Adjuvant therapy for colon cancer is now a mature and widely accepted standard of care for patients with resected large bowel tumors: adjuvant therapy for stage III colon cancer has also been shown to be highly cost-effective. The cost of 5-FU/levamisole therapy for stage III colon cancer per year of life saved is less than $ 5,000, which represents a favorable cost-benefit relationship for a medical intervention. The clinician managing a patient with colon cancer at the present time has several options for therapy. In patients with stage III colon cancer, therapy with 5-FU-based regimens clearly increases overall and disease-free survival. It is also clear that the results that have been obtained are not perfect; therefore, the first option of therapy should always be an ongoing clinical trial. Many such trials are available, and Table 7 lists currently active studies in the United States. The clinician managing a patient with stage III colon cancer who is not in a clinical trial may choose a variety of regimens administered for durations of 6 to 12 months (Table 8). The preponderance of evidence suggests that 5-FU plus levamisole for 12 months is equal in efficacy to 5-FU plus leucovorin-based regimens given for a shorter period of time.
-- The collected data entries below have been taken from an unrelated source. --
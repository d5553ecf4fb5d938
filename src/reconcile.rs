//! Phase-1 reconciliation
//!
//! During phase 1 the ledger accumulates stable-asset deposits while stakes
//! are recorded in primary-token terms. Once the primary token is
//! designated, an administrator exchanges the stable float for the
//! equivalent primary-token amount so that unstakes can be fulfilled. The
//! exchange never touches individual stake records.

use crate::error::{Error, Result};
use crate::staking::StakingLedger;
use crate::types::Address;
use tracing::info;

impl StakingLedger {
    /// Exchange up to `usd_cents` of held stable asset for its primary-token
    /// equivalent supplied by the administrator.
    ///
    /// Pulls the converted primary amount from `caller` into the ledger's
    /// holdings, pays `usd_cents` of the stable asset out to `caller`, and
    /// reduces the unreconciled stable float accordingly. Requires
    /// administrative privilege and the token phase.
    pub fn reconcile_phase1(&mut self, caller: Address, usd_cents: u128) -> Result<()> {
        if !self.admins.is_admin(caller) {
            return Err(Error::AdminRequired);
        }

        if !self.phase.is_primary_token_designated() {
            return Err(Error::PrimaryTokenNotDesignated);
        }

        if usd_cents > self.total_stable_held {
            return Err(Error::ExceedsStableHeld {
                requested: usd_cents,
                held: self.total_stable_held,
            });
        }

        let primary = self
            .phase
            .primary_token()
            .ok_or(Error::PrimaryTokenNotDesignated)?;
        let token_equivalent = self.rates.stable_to_primary(usd_cents);

        self.assets
            .transfer_from(primary, caller, self.ledger_address, token_equivalent)?;
        self.assets.transfer(self.stable_asset, caller, usd_cents)?;

        self.total_stable_held -= usd_cents;

        info!(
            "Reconciled {} stable cents for {} primary units ({} cents still held)",
            usd_cents, token_equivalent, self.total_stable_held
        );

        Ok(())
    }
}

#[cfg(test)]
mod tests {
    use crate::conversion::TOKEN_SCALE;
    use crate::error::Error;
    use crate::staking::testkit::*;
    use crate::tokens::AssetTransfer;
    use crate::types::Address;

    fn alice() -> Address {
        addr([1; 20])
    }

    fn funded_harness() -> Harness {
        let mut h = harness();
        h.assets.credit(addr(STABLE), alice(), 5_000);
        h.ledger
            .stake_with_stable_asset(alice(), addr(TALENT), 5_000)
            .unwrap();
        h
    }

    #[test]
    fn test_reconciliation_requires_admin() {
        let mut h = funded_harness();
        h.gate.designate(addr(PRIMARY)).unwrap();

        let err = h.ledger.reconcile_phase1(alice(), 5_000).unwrap_err();
        assert_eq!(err, Error::AdminRequired);
    }

    #[test]
    fn test_reconciliation_requires_token_phase() {
        let mut h = funded_harness();

        let err = h.ledger.reconcile_phase1(addr(ADMIN), 5_000).unwrap_err();
        assert_eq!(err, Error::PrimaryTokenNotDesignated);
        assert_eq!(h.ledger.total_stable_held(), 5_000);
    }

    #[test]
    fn test_reconciliation_cannot_exceed_held_float() {
        let mut h = funded_harness();
        h.gate.designate(addr(PRIMARY)).unwrap();
        h.assets
            .credit(addr(PRIMARY), addr(ADMIN), 1_000 * TOKEN_SCALE);

        let err = h.ledger.reconcile_phase1(addr(ADMIN), 5_001).unwrap_err();
        assert_eq!(
            err,
            Error::ExceedsStableHeld {
                requested: 5_001,
                held: 5_000,
            }
        );

        // The failed request left the float untouched
        assert_eq!(h.ledger.total_stable_held(), 5_000);
    }

    #[test]
    fn test_reconciliation_swaps_float_without_touching_stakes() {
        let mut h = funded_harness();
        h.gate.designate(addr(PRIMARY)).unwrap();
        h.assets
            .credit(addr(PRIMARY), addr(ADMIN), 1_000 * TOKEN_SCALE);

        h.ledger.reconcile_phase1(addr(ADMIN), 5_000).unwrap();

        // Stable float paid out to the administrator
        assert_eq!(h.ledger.total_stable_held(), 0);
        assert_eq!(h.assets.balance_of(addr(STABLE), addr(ADMIN)), 5_000);
        assert_eq!(h.assets.balance_of(addr(STABLE), addr(LEDGER)), 0);

        // Equivalent primary amount now held by the ledger
        assert_eq!(
            h.assets.balance_of(addr(PRIMARY), addr(LEDGER)),
            100 * TOKEN_SCALE
        );
        assert_eq!(
            h.assets.balance_of(addr(PRIMARY), addr(ADMIN)),
            900 * TOKEN_SCALE
        );

        // Stake records and aggregates are untouched
        let stake = h.ledger.get_stake(&alice()).unwrap();
        assert_eq!(stake.principal_amount, 100 * TOKEN_SCALE);
        assert_eq!(h.ledger.total_shares(), 100 * TOKEN_SCALE);
    }

    #[test]
    fn test_partial_reconciliation() {
        let mut h = funded_harness();
        h.gate.designate(addr(PRIMARY)).unwrap();
        h.assets
            .credit(addr(PRIMARY), addr(ADMIN), 1_000 * TOKEN_SCALE);

        h.ledger.reconcile_phase1(addr(ADMIN), 2_500).unwrap();
        assert_eq!(h.ledger.total_stable_held(), 2_500);
        assert_eq!(
            h.assets.balance_of(addr(PRIMARY), addr(LEDGER)),
            50 * TOKEN_SCALE
        );

        h.ledger.reconcile_phase1(addr(ADMIN), 2_500).unwrap();
        assert_eq!(h.ledger.total_stable_held(), 0);
        assert_eq!(
            h.assets.balance_of(addr(PRIMARY), addr(LEDGER)),
            100 * TOKEN_SCALE
        );
    }
}
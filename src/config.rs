//! Ledger construction parameters
//!
//! Everything immutable-after-construction lives here: the staking window,
//! the two exchange rates, the reward ceiling, and the identities the
//! ledger needs to move value. The struct is serde-derived so deployments
//! can load it from configuration files; validation happens when the
//! ledger is built from it.

use crate::conversion::ConversionRates;
use crate::error::{Error, Result};
use crate::phase::StakingWindow;
use crate::types::Address;
use serde::{Deserialize, Serialize};

/// Immutable parameters the staking ledger is constructed from.
#[derive(Debug, Clone, PartialEq, Eq, Serialize, Deserialize)]
pub struct StakingConfig {
    /// Identity of the ledger itself; inbound pulls land here and held
    /// balances are read against it.
    pub ledger_address: Address,

    /// Identity of the stable asset accepted during phase 1.
    pub stable_asset: Address,

    /// First timestamp at which staking is accepted.
    pub window_start: u64,

    /// Last timestamp at which staking is accepted.
    pub window_end: u64,

    /// USD cents per whole primary token.
    pub stable_per_token: u128,

    /// Primary-token base units per whole talent token.
    pub token_per_talent: u128,

    /// Fixed ceiling on the reward budget, in primary-token base units.
    pub rewards_max: u128,
}

impl StakingConfig {
    /// Validate and build the staking window.
    pub fn window(&self) -> Result<StakingWindow> {
        StakingWindow::new(self.window_start, self.window_end)
    }

    /// Validate and build the conversion rates.
    pub fn rates(&self) -> Result<ConversionRates> {
        ConversionRates::new(self.stable_per_token, self.token_per_talent)
    }

    /// Check the configured identities.
    pub fn validate_addresses(&self) -> Result<()> {
        if self.ledger_address.is_zero() || self.stable_asset.is_zero() {
            return Err(Error::ZeroAddress);
        }

        Ok(())
    }
}

#[cfg(test)]
mod tests {
    use super::*;
    use crate::conversion::TOKEN_SCALE;

    fn config() -> StakingConfig {
        StakingConfig {
            ledger_address: Address::new([0xaa; 20]),
            stable_asset: Address::new([0xbb; 20]),
            window_start: 100,
            window_end: 1_000,
            stable_per_token: 50,
            token_per_talent: 50 * TOKEN_SCALE,
            rewards_max: 1_000_000 * TOKEN_SCALE,
        }
    }

    #[test]
    fn test_valid_config_builds() {
        let cfg = config();
        assert!(cfg.validate_addresses().is_ok());
        assert!(cfg.window().is_ok());
        assert!(cfg.rates().is_ok());
    }

    #[test]
    fn test_invalid_fields_are_rejected() {
        let mut cfg = config();
        cfg.ledger_address = Address::ZERO;
        assert_eq!(cfg.validate_addresses(), Err(Error::ZeroAddress));

        let mut cfg = config();
        cfg.window_end = cfg.window_start - 1;
        assert_eq!(cfg.window(), Err(Error::InvalidWindow));

        let mut cfg = config();
        cfg.stable_per_token = 0;
        assert_eq!(cfg.rates(), Err(Error::InvalidRate));
    }
}
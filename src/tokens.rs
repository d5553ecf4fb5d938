//! Capability contracts implemented by external collaborators
//!
//! The ledger never moves value or mints tokens itself; it drives these
//! capabilities and assumes each call either fully succeeds or fails with
//! no effect. Implementations are host bindings in production and in-memory
//! fakes in tests.

use crate::error::Result;
use crate::types::Address;

/// Moves asset value between holders.
///
/// `transfer` spends from the ledger's own holdings; `transfer_from` pulls
/// from a third party that has approved the ledger. Both fail the whole
/// operation on insufficient balance or allowance.
pub trait AssetTransfer: Send + Sync {
    /// Transfer `amount` of `asset` out of the ledger's holdings to `to`.
    fn transfer(&self, asset: Address, to: Address, amount: u128) -> Result<()>;

    /// Pull `amount` of `asset` from `from` into `to`.
    fn transfer_from(&self, asset: Address, from: Address, to: Address, amount: u128)
        -> Result<()>;

    /// Current balance of `holder` in `asset`.
    fn balance_of(&self, asset: Address, holder: Address) -> u128;
}

/// Derivative-token factory lookup and supply control.
pub trait DerivativeTokens: Send + Sync {
    /// Whether `token` is a derivative token issued by the factory.
    fn is_recognized(&self, token: Address) -> bool;

    /// Mint `amount` of `token` to `to`.
    fn mint(&self, token: Address, to: Address, amount: u128) -> Result<()>;

    /// Burn `amount` of `token` held by `from`.
    fn burn(&self, token: Address, from: Address, amount: u128) -> Result<()>;
}

/// Administrative privilege lookup.
pub trait AdminPrivileges: Send + Sync {
    /// Whether `who` holds administrative privilege over the ledger.
    fn is_admin(&self, who: Address) -> bool;
}
//! Conversion arithmetic between the three value domains
//!
//! This module handles:
//! - Stable-asset (USD cents) to primary-token conversion
//! - Primary-token to derivative talent-token conversion and back
//! - Fixed-point scaling with one whole token = [`TOKEN_SCALE`] base units
//!
//! All conversions use truncating integer division: fractional remainders
//! are lost, so repeated small deposits lose value to rounding. Rounding is
//! always downward, never upward, and downstream bookkeeping relies on that
//! direction.

use crate::error::{Error, Result};
use serde::{Deserialize, Serialize};

/// Base units in one whole token (10^18).
pub const TOKEN_SCALE: u128 = 1_000_000_000_000_000_000;

/// Exchange rates fixed at construction.
///
/// `stable_per_token` is the price of one whole primary token in USD cents.
/// `token_per_talent` is the price of one whole talent token in primary-token
/// base units. Both must be strictly positive.
#[derive(Debug, Clone, Copy, PartialEq, Eq, Serialize, Deserialize)]
pub struct ConversionRates {
    /// USD cents per whole primary token.
    stable_per_token: u128,

    /// Primary-token base units per whole talent token.
    token_per_talent: u128,
}

impl ConversionRates {
    /// Create a validated rate pair.
    pub fn new(stable_per_token: u128, token_per_talent: u128) -> Result<Self> {
        if stable_per_token == 0 || token_per_talent == 0 {
            return Err(Error::InvalidRate);
        }

        Ok(Self {
            stable_per_token,
            token_per_talent,
        })
    }

    /// USD cents per whole primary token.
    pub fn stable_per_token(&self) -> u128 {
        self.stable_per_token
    }

    /// Primary-token base units per whole talent token.
    pub fn token_per_talent(&self) -> u128 {
        self.token_per_talent
    }

    /// Convert a stable-asset amount in USD cents to primary-token base units.
    ///
    /// Truncates toward zero: cents that do not amount to a whole token price
    /// step are lost.
    pub fn stable_to_primary(&self, usd_cents: u128) -> u128 {
        (usd_cents / self.stable_per_token).saturating_mul(TOKEN_SCALE)
    }

    /// Convert primary-token base units to talent-token base units.
    pub fn primary_to_talent(&self, primary: u128) -> u128 {
        (primary / self.token_per_talent).saturating_mul(TOKEN_SCALE)
    }

    /// Convert talent-token base units back to primary-token base units.
    pub fn talent_to_primary(&self, talent: u128) -> u128 {
        talent.saturating_mul(self.token_per_talent) / TOKEN_SCALE
    }

    /// Convert a stable-asset amount in USD cents straight to talent-token
    /// base units.
    pub fn stable_to_talent(&self, usd_cents: u128) -> u128 {
        self.primary_to_talent(self.stable_to_primary(usd_cents))
    }
}
//! Reward budget bookkeeping
//!
//! This module handles:
//! - The fixed reward ceiling set at construction
//! - The cumulative amount of budget committed by the reward engine
//! - The guarded remaining-budget report consumed by the accrual engine
//!
//! The accrual formula itself lives in the external reward engine; this
//! crate only reports `total_shares` and the remaining budget, and records
//! commitments against the ceiling.

use crate::error::{Error, Result};
use serde::{Deserialize, Serialize};
use tracing::{info, warn};

/// Fixed reward ceiling and the cumulative amount committed against it.
#[derive(Debug, Clone, Copy, PartialEq, Eq, Serialize, Deserialize)]
pub struct RewardBudget {
    /// Immutable ceiling on rewards, in primary-token base units.
    rewards_max: u128,

    /// Cumulative rewards committed so far.
    rewards_given: u128,
}

impl RewardBudget {
    /// Create a fresh budget with the given ceiling and nothing committed.
    pub fn new(rewards_max: u128) -> Self {
        Self {
            rewards_max,
            rewards_given: 0,
        }
    }

    /// The immutable reward ceiling.
    pub fn rewards_max(&self) -> u128 {
        self.rewards_max
    }

    /// Cumulative rewards committed so far.
    pub fn rewards_given(&self) -> u128 {
        self.rewards_given
    }

    /// Budget still available to the reward engine.
    ///
    /// Never exceeds the ceiling and never underflows: if the committed
    /// amount is ever found above the ceiling the report clamps to zero
    /// and logs the inconsistency.
    pub fn remaining(&self) -> u128 {
        if self.rewards_given > self.rewards_max {
            warn!(
                "Reward bookkeeping inconsistent: given {} exceeds ceiling {}",
                self.rewards_given, self.rewards_max
            );
            return 0;
        }

        self.rewards_max - self.rewards_given
    }

    /// Record `amount` as committed, refusing to cross the ceiling.
    pub fn record_given(&mut self, amount: u128) -> Result<()> {
        let remaining = self.remaining();
        if amount > remaining {
            return Err(Error::RewardBudgetExceeded {
                requested: amount,
                remaining,
            });
        }

        self.rewards_given += amount;
        info!(
            "Committed {} of reward budget ({} remaining)",
            amount,
            self.remaining()
        );

        Ok(())
    }
}
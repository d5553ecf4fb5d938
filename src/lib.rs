//! # Talent Staking
//!
//! Phase-gated staking ledger with derivative talent-token issuance.
//!
//! This crate implements:
//! - Stake creation from stable-asset deposits (phase 1) and primary-token
//!   deposits (phase 2)
//! - Derivative talent-token minting and burning coordination
//! - An inbound transfer entry point that classifies the reporting asset
//!   and routes it to stake or unstake
//! - Phase-1 reconciliation of the stable-asset float into primary tokens
//! - Total-shares and reward-budget reporting for the reward engine
//!
//! Value transport, derivative-token supply control, phase detection,
//! privilege checks and the clock are consumed through capability traits so
//! the ledger can be embedded against any host and driven with fakes in
//! tests.

#![warn(missing_docs, rust_2018_idioms)]
#![forbid(unsafe_code)]

pub mod config;
pub mod conversion;
pub mod error;
pub mod phase;
pub mod reconcile;
pub mod rewards;
pub mod router;
pub mod staking;
pub mod tokens;
pub mod types;

pub use config::StakingConfig;
pub use conversion::{ConversionRates, TOKEN_SCALE};
pub use error::{Error, Result};
pub use phase::{Clock, PhaseGate, StakingWindow, SystemClock, TokenDesignation};
pub use rewards::RewardBudget;
pub use router::{InboundAsset, TRANSFER_ACK};
pub use staking::{Stake, StakingLedger};
pub use tokens::{AdminPrivileges, AssetTransfer, DerivativeTokens};
pub use types::Address;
A clinician may still choose the 5-FU plus levamisole regimen because of the decreased oral, myelosuppressive, and diarrheal toxicities associated with that regimen as opposed to the 5-FU/leucovorin regimens. Portal vein infusion of fluorinated pyrimidines still must be considered investigational. Finally, although we cannot be absolutely sure about the benefit of adjuvant therapy in patients with resected node-negative colon cancer, the NSABP data suggest that some benefit may be seen in these patients. It is known that patients with stage II cancers demonstrating high-grade bowel obstruction or bowel perforation have poor prognoses with surgery alone. Such patients may be good candidates for adjuvant therapy. Also, a major effort to define high risk and low risk for recurrence in patients with stage II colon cancer by analyzing molecular genetic factors (tumor ploidy and alternations in tumor suppressor genes) may lead to a selection of Dukes B patients definitely requiring adjuvant therapy.